Over the ensuing 20 years, five other weddings were held, including for the daughters of Presidents James Monroe and John Tyler and for the son of President John Quincy Adams, according to the WHHA. Little fanfare was associated with these ceremonies, according to one expert.
“The weddings in the early 19th century were much more private affairs,” Lina Mann, a historian at the WHHA, told McClatchy News. “They would have appeared in the press, but not in the same way that you see with modern White House events.”
A turning point came in 1874, nine years after the end of the Civil War, when President Ulysses Grant’s daughter Nellie Grant wed Algernon Sartoris, a British diplomat, in the executive mansion, according to the WHHA.
Flowers were brought in from Florida, the Marine Band played, and 250 guests filled the East Room of the White House, according to a Library of Congress blog.
The ceremony “received a ton more press attention and shifted the game,” Mann said. “And it also indicated the rise of the presidency and celebrity of the first family over time.”
A dozen years later, President Grover Cleveland became the only American premier to tie the knot at the White House, marrying the daughter of his longtime friend, according to the Library of Congress blog.
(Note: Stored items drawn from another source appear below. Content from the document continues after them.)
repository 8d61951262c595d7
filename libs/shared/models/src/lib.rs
pub mod doctor;
pub mod error;
pub mod serde_helpers;

pub use doctor::Doctor;
pub use error::AppError;
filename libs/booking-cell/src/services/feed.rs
use std::collections::HashMap;
use std::sync::Arc;

use tokio::sync::RwLock;
use tracing::{debug, warn};

use shared_database::Subscription;

use crate::{Booking, BookingError};

/// Last list of bookings seen per doctor. Accept and reject work from this
/// rather than re-reading the store.
pub type SnapshotCache = Arc<RwLock<HashMap<String, Vec<Booking>>>>;

/// Live, newest-first list of one doctor's bookings.
///
/// Every snapshot it yields also replaces the doctor's entry in the shared
/// cache. Dropping the feed stops the listener.
pub struct BookingFeed {
    doctor_id: String,
    subscription: Subscription,
    snapshots: SnapshotCache,
}

impl BookingFeed {
    pub fn new(doctor_id: impl Into<String>, subscription: Subscription, snapshots: SnapshotCache) -> Self {
        Self {
            doctor_id: doctor_id.into(),
            subscription,
            snapshots,
        }
    }

    pub fn doctor_id(&self) -> &str {
        &self.doctor_id
    }

    /// The next full list. `None` once the underlying listener has stopped.
    pub async fn next(&mut self) -> Option<Result<Vec<Booking>, BookingError>> {
        match self.subscription.recv().await? {
            Ok(snapshot) => {
                let bookings = Booking::list_from_snapshot(&self.doctor_id, snapshot.as_ref());
                debug!("Booking feed for {} now holds {} bookings", self.doctor_id, bookings.len());
                self.snapshots
                    .write()
                    .await
                    .insert(self.doctor_id.clone(), bookings.clone());
                Some(Ok(bookings))
            }
            Err(e) => {
                warn!("Booking feed for {} failed: {}", self.doctor_id, e);
                Some(Err(BookingError::Store(e)))
            }
        }
    }

    pub fn unsubscribe(self) {
        debug!("Closing booking feed for {}", self.doctor_id);
        self.subscription.unsubscribe();
    }
}
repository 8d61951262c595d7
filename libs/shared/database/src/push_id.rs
//! Push ids in the realtime database format: 8 characters of millisecond
//! timestamp followed by 12 random characters, drawn from an alphabet whose
//! ASCII order matches its value order. Ids therefore sort lexicographically in
//! creation order.

use rand::Rng;

const PUSH_CHARS: &[u8; 64] = b"-0123456789ABCDEFGHIJKLMNOPQRSTUVWXYZ_abcdefghijklmnopqrstuvwxyz";

#[derive(Debug, Default)]
pub struct PushIdGenerator {
    last_timestamp: u64,
    last_random: [u8; 12],
}

impl PushIdGenerator {
    pub fn new() -> Self {
        Self::default()
    }

    pub fn generate(&mut self) -> String {
        let now = chrono::Utc::now().timestamp_millis().max(0) as u64;
        self.next_id(now)
    }

    /// Ids generated within the same millisecond (or after the clock moved
    /// backwards) reuse the previous timestamp and increment the random part.
    pub fn next_id(&mut self, timestamp_millis: u64) -> String {
        if timestamp_millis <= self.last_timestamp && self.last_timestamp != 0 {
            self.increment_random();
        } else {
            let mut rng = rand::thread_rng();
            for slot in self.last_random.iter_mut() {
                *slot = rng.gen_range(0..64);
            }
            self.last_timestamp = timestamp_millis;
        }

        let mut id = Vec::with_capacity(20);
        let mut remaining = self.last_timestamp;
        let mut time_chars = [0u8; 8];
        for slot in time_chars.iter_mut().rev() {
            *slot = PUSH_CHARS[(remaining % 64) as usize];
            remaining /= 64;
        }
        id.extend_from_slice(&time_chars);
        id.extend(self.last_random.iter().map(|&n| PUSH_CHARS[n as usize]));

        String::from_utf8_lossy(&id).into_owned()
    }

    fn increment_random(&mut self) {
        for slot in self.last_random.iter_mut().rev() {
            if *slot == 63 {
                *slot = 0;
            } else {
                *slot += 1;
                return;
            }
        }
    }
}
Though the ceremony was intimate, with only 28 guests gathered in the Blue Room, the bride, Frances Folsom, came to be considered the “first national celebrity first lady.”
Among the 20th century weddings, Tricia Nixon, daughter of President Richard Nixon, wed Edward Finch Cox, a lawyer, in the Rose Garden in 1971, according to the WHHA.
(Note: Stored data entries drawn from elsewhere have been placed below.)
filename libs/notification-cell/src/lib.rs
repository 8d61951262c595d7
//! # Notification Cell
//!
//! Best-effort messages sent to patients when a doctor accepts a booking.
//!
//! ```text
//! +-----------------------------------------------------+
//! |                Notification Cell                    |
//! +-----------------------------------------------------+
//! |  models.rs        |  Templates & booking views      |
//! |  services/        |                                 |
//! |    notifier.rs    |  AcceptanceNotifier trait, log  |
//! |    email.rs       |  E-mail API notifier            |
//! |    dispatcher.rs  |  Detached notification tasks    |
//! |    sms.rs         |  SMS gateway (Twilio)           |
//! |    trigger.rs     |  Store-driven SMS trigger       |
//! +-----------------------------------------------------+
//! ```
//!
//! Two independent paths exist: the client-side notifier dispatched by the
//! booking service right after an accept, and the SMS trigger which watches
//! the booking tree and reacts to any `status` change to `accepted`.

pub mod error;
pub mod models;
pub mod services;

pub use error::*;
pub use models::*;
pub use services::*;
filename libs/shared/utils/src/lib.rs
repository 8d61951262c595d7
pub mod clock;
pub mod test_utils;

pub use clock::{Clock, FixedClock, SystemClock};
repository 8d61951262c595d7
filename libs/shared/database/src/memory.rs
use std::sync::{Arc, Mutex};

use async_trait::async_trait;
use serde_json::{Map, Value};
use tokio::sync::{broadcast, mpsc, RwLock};
use tokio::sync::broadcast::error::RecvError;
use tracing::{debug, warn};

use crate::push_id::PushIdGenerator;
use crate::store::{RealtimeStore, Snapshot, Subscription};
use crate::tree;
use crate::StoreError;

const CHANGE_CHANNEL_CAPACITY: usize = 1024;

/// Process-local realtime store. Cloning yields another handle to the same
/// tree, so several services can share it the way several devices share the
/// hosted database.
#[derive(Clone)]
pub struct InMemoryStore {
    inner: Arc<StoreInner>,
}

struct StoreInner {
    root: RwLock<Value>,
    changes: broadcast::Sender<Change>,
    push_ids: Mutex<PushIdGenerator>,
}

/// One mutation: where it happened and the whole tree right after it.
#[derive(Clone)]
struct Change {
    segments: Vec<String>,
    root: Arc<Value>,
}

impl StoreInner {
    async fn snapshot(&self, segments: &[String]) -> Snapshot {
        let root = self.root.read().await;
        tree::get(&root, segments).cloned()
    }

    /// Must be called with the write lock held so changes go out in the
    /// order they were applied.
    fn notify(&self, segments: Vec<String>, root: &Value) {
        debug!("Store changed at /{}", tree::join_path(&segments));
        // No receivers simply means nobody is subscribed.
        let _ = self.changes.send(Change {
            segments,
            root: Arc::new(root.clone()),
        });
    }
}

impl InMemoryStore {
    pub fn new() -> Self {
        Self::with_data(Value::Null)
    }

    pub fn with_data(data: Value) -> Self {
        let (changes, _) = broadcast::channel(CHANGE_CHANNEL_CAPACITY);
        Self {
            inner: Arc::new(StoreInner {
                root: RwLock::new(tree::prune(data)),
                changes,
                push_ids: Mutex::new(PushIdGenerator::new()),
            }),
        }
    }

    /// Copy of the whole tree.
    pub async fn dump(&self) -> Value {
        self.inner.root.read().await.clone()
    }

    fn next_push_id(&self) -> String {
        match self.inner.push_ids.lock() {
            Ok(mut generator) => generator.generate(),
            Err(poisoned) => poisoned.into_inner().generate(),
        }
    }
}

impl Default for InMemoryStore {
    fn default() -> Self {
        Self::new()
    }
}

#[async_trait]
impl RealtimeStore for InMemoryStore {
    async fn read(&self, path: &str) -> Result<Snapshot, StoreError> {
        let segments = tree::split_path(path)?;
        Ok(self.inner.snapshot(&segments).await)
    }

    async fn write(&self, path: &str, value: Value) -> Result<(), StoreError> {
        let segments = tree::split_path(path)?;
        let mut root = self.inner.root.write().await;
        tree::set(&mut root, &segments, value);
        self.inner.notify(segments, &root);
        Ok(())
    }

    async fn update(&self, path: &str, fields: Map<String, Value>) -> Result<(), StoreError> {
        let segments = tree::split_path(path)?;
        let mut root = self.inner.root.write().await;
        // Validate every key before touching the tree so a bad key leaves
        // the node unchanged.
        let mut staged = root.clone();
        tree::merge(&mut staged, &segments, fields)?;
        *root = staged;
        self.inner.notify(segments, &root);
        Ok(())
    }

    async fn remove(&self, path: &str) -> Result<(), StoreError> {
        self.write(path, Value::Null).await
    }

    async fn push(&self, path: &str, value: Value) -> Result<String, StoreError> {
        let id = self.next_push_id();
        let child = if path.trim_matches('/').is_empty() {
            id.clone()
        } else {
            format!("{}/{}", path.trim_end_matches('/'), id)
        };
        self.write(&child, value).await?;
        Ok(id)
    }

    async fn subscribe(&self, path: &str) -> Result<Subscription, StoreError> {
        let segments = tree::split_path(path)?;

        // Writers notify under the write lock, so listening while holding the
        // read lock means every change received comes after `initial`.
        let (mut changes, initial) = {
            let root = self.inner.root.read().await;
            (self.inner.changes.subscribe(), tree::get(&root, &segments).cloned())
        };

        let (sender, receiver) = mpsc::unbounded_channel();
        // The receiver is still alive here, a send cannot fail.
        let _ = sender.send(Ok(initial.clone()));

        let inner = Arc::clone(&self.inner);
        let watched = segments.clone();
        let task = tokio::spawn(async move {
            let mut last = initial;
            loop {
                // Each change carries the tree as it was right after that
                // write, so back-to-back writes yield one snapshot each.
                let current = match changes.recv().await {
                    Ok(change) if !tree::overlaps(&change.segments, &watched) => continue,
                    Ok(change) => tree::get(&change.root, &watched).cloned(),
                    Err(RecvError::Lagged(skipped)) => {
                        warn!("Subscriber for /{} lagged by {} changes, resyncing", tree::join_path(&watched), skipped);
                        inner.snapshot(&watched).await
                    }
                    Err(RecvError::Closed) => break,
                };

                if current == last {
                    continue;
                }
                if sender.send(Ok(current.clone())).is_err() {
                    break;
                }
                last = current;
            }
        });

        Ok(Subscription::new(tree::join_path(&segments), receiver, task))
    }
}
Thomas Balcerski, a visiting professor and presidential historian at Occidental College, noted that the White House nuptials, in addition to their practical purpose, can sometimes have a broader, political effect as well.
“I was recently at the Nixon library and there’s a whole exhibit about Trish Nixon and the White House and they actually have the arch that she got married under there. And it’s sort of a way to humanize Nixon in its presentation,” Balcerski told McClatchy News, adding that White House weddings are almost never “a liability for the president” in terms of optics.
In 1994, first lady Hillary Clinton’s brother, Anthony Rodham, exchanged vows with film producer Nicole Boxer in the Rose Garden, and most recently, in 2013, Pete Souza, a White House photographer, was married at the executive mansion, according to the WHHA.
Souza “had a long-term girlfriend and President Obama had been ribbing him about when he would finally get married and just off-handedly it seems like Pete’s response was ‘when you let me get married at the White House,’ and sure enough it happened,” Balcerski said.
Though rare, there is some precedent for a member of the staff getting married at the White House, Mann said, adding “in 1942 an administrator to FDR got married in Roosevelt’s private study.”
Although White House weddings have grown from relative obscurity to a national phenomenon, they still have a ways to go before they are on par with royal weddings in the United Kingdom, Mann said. “They can be very popular; they’ll be in the press, but the royal weddings are just on another level.”
But beyond the fanfare, Naomi Biden’s upcoming wedding may also serve as a prelude to a discussion that could have broader implications for the rest of the country, according to Balcerski.
“This is the time when Biden has already told us that he was going to gather his family, right around Thanksgiving, and have this conversation about whether or not he would run for president again,” he said. “The whole Biden clan will gather this weekend and what do you think they’re talking about?”